- [MATERIAL FOR THE TASK]:
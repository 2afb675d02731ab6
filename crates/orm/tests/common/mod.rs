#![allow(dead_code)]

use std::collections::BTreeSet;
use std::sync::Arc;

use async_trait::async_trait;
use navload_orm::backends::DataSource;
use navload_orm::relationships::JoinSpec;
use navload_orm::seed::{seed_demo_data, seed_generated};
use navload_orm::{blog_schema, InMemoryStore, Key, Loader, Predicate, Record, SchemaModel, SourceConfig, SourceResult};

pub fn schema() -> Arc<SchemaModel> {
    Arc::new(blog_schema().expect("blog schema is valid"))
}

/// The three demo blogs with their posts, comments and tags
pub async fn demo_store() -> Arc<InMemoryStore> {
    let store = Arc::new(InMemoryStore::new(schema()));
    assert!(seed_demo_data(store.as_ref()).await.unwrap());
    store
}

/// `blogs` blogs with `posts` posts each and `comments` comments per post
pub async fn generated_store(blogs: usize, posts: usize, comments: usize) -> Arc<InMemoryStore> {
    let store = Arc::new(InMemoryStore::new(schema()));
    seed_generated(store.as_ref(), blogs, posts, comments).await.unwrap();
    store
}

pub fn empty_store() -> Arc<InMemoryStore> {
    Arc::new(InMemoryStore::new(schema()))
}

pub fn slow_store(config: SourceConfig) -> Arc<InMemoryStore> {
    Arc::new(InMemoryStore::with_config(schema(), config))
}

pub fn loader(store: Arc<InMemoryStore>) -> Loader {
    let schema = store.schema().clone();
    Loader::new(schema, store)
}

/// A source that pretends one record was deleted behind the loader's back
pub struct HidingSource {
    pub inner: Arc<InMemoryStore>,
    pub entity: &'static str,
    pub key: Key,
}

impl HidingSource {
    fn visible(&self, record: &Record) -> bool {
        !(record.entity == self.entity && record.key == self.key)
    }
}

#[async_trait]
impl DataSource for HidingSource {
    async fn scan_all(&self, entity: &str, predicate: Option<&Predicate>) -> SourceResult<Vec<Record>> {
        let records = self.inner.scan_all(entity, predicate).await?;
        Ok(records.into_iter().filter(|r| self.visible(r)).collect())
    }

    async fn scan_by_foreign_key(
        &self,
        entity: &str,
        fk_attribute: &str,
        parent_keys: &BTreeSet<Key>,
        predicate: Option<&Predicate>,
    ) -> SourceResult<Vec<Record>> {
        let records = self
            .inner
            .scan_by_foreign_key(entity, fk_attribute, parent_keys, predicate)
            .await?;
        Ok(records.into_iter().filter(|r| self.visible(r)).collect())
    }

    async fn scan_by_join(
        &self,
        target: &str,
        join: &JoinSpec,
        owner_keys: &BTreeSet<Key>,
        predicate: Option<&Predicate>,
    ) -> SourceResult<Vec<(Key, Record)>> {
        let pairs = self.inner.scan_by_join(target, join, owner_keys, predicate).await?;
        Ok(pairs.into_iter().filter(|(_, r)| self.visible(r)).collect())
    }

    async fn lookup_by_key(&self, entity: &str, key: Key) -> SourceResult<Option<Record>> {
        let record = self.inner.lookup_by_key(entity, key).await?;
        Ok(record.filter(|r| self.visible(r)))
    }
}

- [PROBLEM]:
Once more, write out all the data above exactly as given.

- [WRITTEN RESPONSE]:
repository 2afb675d02731ab6
filename crates/orm/tests/common/mod.rs
#![allow(dead_code)]

use std::collections::BTreeSet;
use std::sync::Arc;

use async_trait::async_trait;
use navload_orm::backends::DataSource;
use navload_orm::relationships::JoinSpec;
use navload_orm::seed::{seed_demo_data, seed_generated};
use navload_orm::{blog_schema, InMemoryStore, Key, Loader, Predicate, Record, SchemaModel, SourceConfig, SourceResult};

pub fn schema() -> Arc<SchemaModel> {
    Arc::new(blog_schema().expect("blog schema is valid"))
}

/// The three demo blogs with their posts, comments and tags
pub async fn demo_store() -> Arc<InMemoryStore> {
    let store = Arc::new(InMemoryStore::new(schema()));
    assert!(seed_demo_data(store.as_ref()).await.unwrap());
    store
}

/// `blogs` blogs with `posts` posts each and `comments` comments per post
pub async fn generated_store(blogs: usize, posts: usize, comments: usize) -> Arc<InMemoryStore> {
    let store = Arc::new(InMemoryStore::new(schema()));
    seed_generated(store.as_ref(), blogs, posts, comments).await.unwrap();
    store
}

pub fn empty_store() -> Arc<InMemoryStore> {
    Arc::new(InMemoryStore::new(schema()))
}

pub fn slow_store(config: SourceConfig) -> Arc<InMemoryStore> {
    Arc::new(InMemoryStore::with_config(schema(), config))
}

pub fn loader(store: Arc<InMemoryStore>) -> Loader {
    let schema = store.schema().clone();
    Loader::new(schema, store)
}

/// A source that pretends one record was deleted behind the loader's back
pub struct HidingSource {
    pub inner: Arc<InMemoryStore>,
    pub entity: &'static str,
    pub key: Key,
}

impl HidingSource {
    fn visible(&self, record: &Record) -> bool {
        !(record.entity == self.entity && record.key == self.key)
    }
}

#[async_trait]
impl DataSource for HidingSource {
    async fn scan_all(&self, entity: &str, predicate: Option<&Predicate>) -> SourceResult<Vec<Record>> {
        let records = self.inner.scan_all(entity, predicate).await?;
        Ok(records.into_iter().filter(|r| self.visible(r)).collect())
    }

    async fn scan_by_foreign_key(
        &self,
        entity: &str,
        fk_attribute: &str,
        parent_keys: &BTreeSet<Key>,
        predicate: Option<&Predicate>,
    ) -> SourceResult<Vec<Record>> {
        let records = self
            .inner
            .scan_by_foreign_key(entity, fk_attribute, parent_keys, predicate)
            .await?;
        Ok(records.into_iter().filter(|r| self.visible(r)).collect())
    }

    async fn scan_by_join(
        &self,
        target: &str,
        join: &JoinSpec,
        owner_keys: &BTreeSet<Key>,
        predicate: Option<&Predicate>,
    ) -> SourceResult<Vec<(Key, Record)>> {
        let pairs = self.inner.scan_by_join(target, join, owner_keys, predicate).await?;
        Ok(pairs.into_iter().filter(|(_, r)| self.visible(r)).collect())
    }

    async fn lookup_by_key(&self, entity: &str, key: Key) -> SourceResult<Option<Record>> {
        let record = self.inner.lookup_by_key(entity, key).await?;
        Ok(record.filter(|r| self.visible(r)))
    }
}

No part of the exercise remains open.